There are also two primary types of recycling today, Mechanical and Advanced (Chemical). Mechanical recycling, in its simplest form, takes an existing plastic item, (such as a plastic water bottle) melts it down, and reforms it into the same item or a completely new item. 

Mechanical recycling does not break the molecular chain of the plastic, it simply reforms it. In order to perform mechanical recycling effectively the same materials must be collected and cannot be cross-contaminated by other types of plastics. As little as one pound of the wrong plastic in a mechanical recycling operation can contaminate a thousand pounds of properly sorted plastic waste. There is another solution though. This solution has been around for nearly 70 years but has only gained widespread commercialization in the last few years. (See Plastics Recycling / Katherine Laird timeline about chemical recycling). 

Recycling is similar to the concept used to create plastics materials. We build with polymers and when recycling we need to break down the polymers.
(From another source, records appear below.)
use basalt_config::ConfigError;
use basalt_icc::RegionError;
use std::io;
use std::time::Duration;

pub type StreamResult<T> = Result<T, StreamError>;

#[derive(Debug, thiserror::Error)]
pub enum StreamError {
    /// The call's total time budget ran out with bytes still outstanding.
    #[error("timed out after {elapsed:?} with {transferred} bytes transferred")]
    Timeout { transferred: usize, elapsed: Duration },

    /// The endpoint does not support the operation (wrong direction, seeking).
    #[error("invalid operation: {0}")]
    InvalidOperation(&'static str),

    #[error(transparent)]
    Region(#[from] RegionError),

    #[error(transparent)]
    Config(#[from] ConfigError),

    #[error("background transfer task failed")]
    Join(#[from] tokio::task::JoinError),
}

impl StreamError {
    pub fn is_timeout(&self) -> bool {
        matches!(self, StreamError::Timeout { .. })
    }

    pub fn is_out_of_range(&self) -> bool {
        matches!(self, StreamError::Region(RegionError::OutOfRange { .. }))
    }
}

impl From<StreamError> for io::Error {
    fn from(err: StreamError) -> Self {
        let kind = match &err {
            StreamError::Timeout { .. } => io::ErrorKind::TimedOut,
            StreamError::InvalidOperation(_) => io::ErrorKind::Unsupported,
            StreamError::Region(RegionError::OutOfRange { .. }) => io::ErrorKind::InvalidInput,
            _ => io::ErrorKind::Other,
        };
        io::Error::new(kind, err)
    }
}
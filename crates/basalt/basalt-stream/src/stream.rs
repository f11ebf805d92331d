use crate::error::{StreamError, StreamResult};
use std::io::SeekFrom;
use std::time::Duration;

/// Stream-shaped surface shared by both endpoints.
///
/// Every endpoint is one-directional and unseekable. Operations an endpoint
/// does not support fail with [`StreamError::InvalidOperation`]; the default
/// methods below encode exactly that.
pub trait ByteStream {
    fn can_read(&self) -> bool {
        false
    }

    fn can_write(&self) -> bool {
        false
    }

    fn can_seek(&self) -> bool {
        false
    }

    fn can_timeout(&self) -> bool {
        true
    }

    /// Ring capacity in bytes.
    fn length(&self) -> u64;

    /// Always 0: the stream has no addressable position.
    fn position(&self) -> u64 {
        0
    }

    fn set_position(&mut self, _position: u64) -> StreamResult<()> {
        Err(StreamError::InvalidOperation("stream does not support seeking"))
    }

    fn seek(&mut self, _pos: SeekFrom) -> StreamResult<u64> {
        Err(StreamError::InvalidOperation("stream does not support seeking"))
    }

    fn set_len(&mut self, _len: u64) -> StreamResult<()> {
        Err(StreamError::InvalidOperation("stream length is fixed by the ring capacity"))
    }

    fn read_timeout(&self) -> Option<Duration> {
        None
    }

    fn set_read_timeout(&mut self, _timeout: Option<Duration>) -> StreamResult<()> {
        Err(StreamError::InvalidOperation("stream is write-only"))
    }

    fn write_timeout(&self) -> Option<Duration> {
        None
    }

    fn set_write_timeout(&mut self, _timeout: Option<Duration>) -> StreamResult<()> {
        Err(StreamError::InvalidOperation("stream is read-only"))
    }

    /// Blocking read of exactly `count` bytes into `buf[offset..]`.
    fn read_into(&mut self, _buf: &mut [u8], _offset: usize, _count: usize) -> StreamResult<usize> {
        Err(StreamError::InvalidOperation("stream is write-only"))
    }

    /// Blocking write of `data[offset..offset + count]`.
    fn write_from(&mut self, _data: &[u8], _offset: usize, _count: usize) -> StreamResult<usize> {
        Err(StreamError::InvalidOperation("stream is read-only"))
    }

    /// Nothing is buffered locally, so this is a no-op.
    fn flush(&mut self) -> StreamResult<()> {
        Ok(())
    }
}
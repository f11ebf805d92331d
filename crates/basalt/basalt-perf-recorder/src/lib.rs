//! Per-stage latency recorder for the stream hot paths.
//!
//! With the `record` feature off, `PerfRecorder` is a zero-sized type and every
//! method is an `#[inline(always)]` no-op.
//!
//! With `record` on, each stage owns a pre-allocated sample buffer of
//! `MAX_SAMPLES` entries and `begin`/`end` pairs store elapsed nanoseconds taken
//! from the monotonic clock. Samples past the buffer end are dropped.

#[repr(u8)]
#[derive(Clone, Copy, Debug, PartialEq, Eq)]
pub enum PerfStage {
    /// One non-blocking `SharedRegion::write`.
    RegionWrite = 0,
    /// One non-blocking `SharedRegion::read`.
    RegionRead = 1,
    /// Time parked in a binary signal wait.
    SignalWait = 2,
    /// A whole blocking stream write call.
    StreamWrite = 3,
    /// A whole blocking stream read call.
    StreamRead = 4,
}

impl PerfStage {
    pub const ALL: [PerfStage; NUM_STAGES] = [
        PerfStage::RegionWrite,
        PerfStage::RegionRead,
        PerfStage::SignalWait,
        PerfStage::StreamWrite,
        PerfStage::StreamRead,
    ];

    pub fn name(self) -> &'static str {
        match self {
            PerfStage::RegionWrite => "region_write",
            PerfStage::RegionRead => "region_read",
            PerfStage::SignalWait => "signal_wait",
            PerfStage::StreamWrite => "stream_write",
            PerfStage::StreamRead => "stream_read",
        }
    }
}

pub const NUM_STAGES: usize = 5;
pub const MAX_SAMPLES: usize = 65_536;

// ─── Feature: record ON ─────────────────────────────────────────────────────

#[cfg(feature = "record")]
mod inner {
    use super::*;

    #[cfg(target_os = "macos")]
    #[inline(always)]
    #[allow(deprecated)]
    pub fn now_ns() -> u64 {
        use std::sync::OnceLock;
        static TIMEBASE: OnceLock<(u64, u64)> = OnceLock::new();
        let (numer, denom) = *TIMEBASE.get_or_init(|| {
            let mut info = libc::mach_timebase_info_data_t { numer: 0, denom: 0 };
            let rc = unsafe { libc::mach_timebase_info(&mut info) };
            if rc != 0 || info.denom == 0 {
                (1, 1)
            } else {
                (info.numer as u64, info.denom as u64)
            }
        });
        let t = unsafe { libc::mach_absolute_time() } as u128;
        ((t * numer as u128) / denom as u128) as u64
    }

    #[cfg(not(target_os = "macos"))]
    #[inline(always)]
    pub fn now_ns() -> u64 {
        let mut ts = libc::timespec {
            tv_sec: 0,
            tv_nsec: 0,
        };
        unsafe {
            libc::clock_gettime(libc::CLOCK_MONOTONIC, &mut ts);
        }
        (ts.tv_sec as u64) * 1_000_000_000 + ts.tv_nsec as u64
    }

    struct StageBuf {
        samples: Box<[u64]>,
        count: usize,
        pending: u64,
    }

    impl StageBuf {
        fn new() -> Self {
            Self {
                samples: vec![0u64; MAX_SAMPLES].into_boxed_slice(),
                count: 0,
                pending: 0,
            }
        }

        #[inline(always)]
        fn push(&mut self, sample: u64) {
            if self.count < self.samples.len() {
                self.samples[self.count] = sample;
                self.count += 1;
            }
        }
    }

    pub struct PerfRecorder {
        stages: Box<[StageBuf]>,
    }

    impl PerfRecorder {
        pub fn new() -> Self {
            Self {
                stages: (0..NUM_STAGES).map(|_| StageBuf::new()).collect(),
            }
        }

        #[inline(always)]
        pub fn begin(&mut self, stage: PerfStage) {
            self.stages[stage as usize].pending = now_ns();
        }

        #[inline(always)]
        pub fn end(&mut self, stage: PerfStage) {
            let buf = &mut self.stages[stage as usize];
            let elapsed = now_ns().saturating_sub(buf.pending);
            buf.push(elapsed);
        }

        #[inline(always)]
        pub fn record(&mut self, stage: PerfStage, duration_ns: u64) {
            self.stages[stage as usize].push(duration_ns);
        }

        pub fn samples(&self, stage: PerfStage) -> &[u64] {
            let buf = &self.stages[stage as usize];
            &buf.samples[..buf.count]
        }

        pub fn count(&self, stage: PerfStage) -> usize {
            self.stages[stage as usize].count
        }

        pub fn drain(&mut self, stage: PerfStage) {
            self.stages[stage as usize].count = 0;
        }

        pub fn reset(&mut self) {
            for buf in self.stages.iter_mut() {
                buf.count = 0;
            }
        }
    }

    impl Default for PerfRecorder {
        fn default() -> Self {
            Self::new()
        }
    }
}

// ─── Feature: record OFF (zero-cost stubs) ──────────────────────────────────

#[cfg(not(feature = "record"))]
mod inner {
    use super::*;

    #[inline(always)]
    pub fn now_ns() -> u64 {
        0
    }

    pub struct PerfRecorder;

    impl PerfRecorder {
        #[inline(always)]
        pub fn new() -> Self {
            Self
        }
        #[inline(always)]
        pub fn begin(&mut self, _stage: PerfStage) {}
        #[inline(always)]
        pub fn end(&mut self, _stage: PerfStage) {}
        #[inline(always)]
        pub fn record(&mut self, _stage: PerfStage, _duration_ns: u64) {}
        #[inline(always)]
        pub fn samples(&self, _stage: PerfStage) -> &[u64] {
            &[]
        }
        #[inline(always)]
        pub fn count(&self, _stage: PerfStage) -> usize {
            0
        }
        #[inline(always)]
        pub fn drain(&mut self, _stage: PerfStage) {}
        #[inline(always)]
        pub fn reset(&mut self) {}
    }

    impl Default for PerfRecorder {
        fn default() -> Self {
            Self
        }
    }
}

pub use inner::{PerfRecorder, now_ns};
//! Cross-process single-producer/single-consumer byte ring.
//!
//! A [`SharedRegion`] lives in one named shared-memory segment: a fixed
//! [`RegionState`] header followed by the ring bytes. Two one-byte
//! [`BinarySignal`]s in the header let each side sleep until the other makes
//! progress.

mod cancel;
mod error;
mod region;
pub mod ring;
pub mod shm_layout;
pub mod signal;

pub use cancel::{CancelOnDrop, CancelToken};
pub use error::{RegionError, RegionResult, check_range};
pub use region::SharedRegion;
pub use ring::Cursors;
pub use shm_layout::{HEADER_SIZE, RegionState, StreamState};
pub use signal::{BinarySignal, WaitOutcome};

pub use basalt_mmap::{SegmentError, ShmFacility};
The individual polymers need to be identified so they can be appropriately recycled.[1] Essentially, the breaking down of the plastics is what chemical recycling does. As noted above, mechanical recycling changes the shape of plastics, but not the chemical make-up.  Chemical or Advanced recycling in fact breaks down the plastics into the various original polymers. Chemical recycling changes the material structure of plastics. It further breaks down the plastics from polymers to molecules that can be used to make new plastics, synthetic fuels, and more.

It’s important to understand this difference. Mechanical recycling is successful in processing materials of the same makeup that do not contain other types of plastics. For example, a PET water bottle can be mechanically recycled with other PET water bottles.  Advanced Recycling has the capability to process the mixed plastics. It takes all the less-recycled plastics - the mixed plastics - and breaks them down, which allows for a cleaner mechanical recycle stream.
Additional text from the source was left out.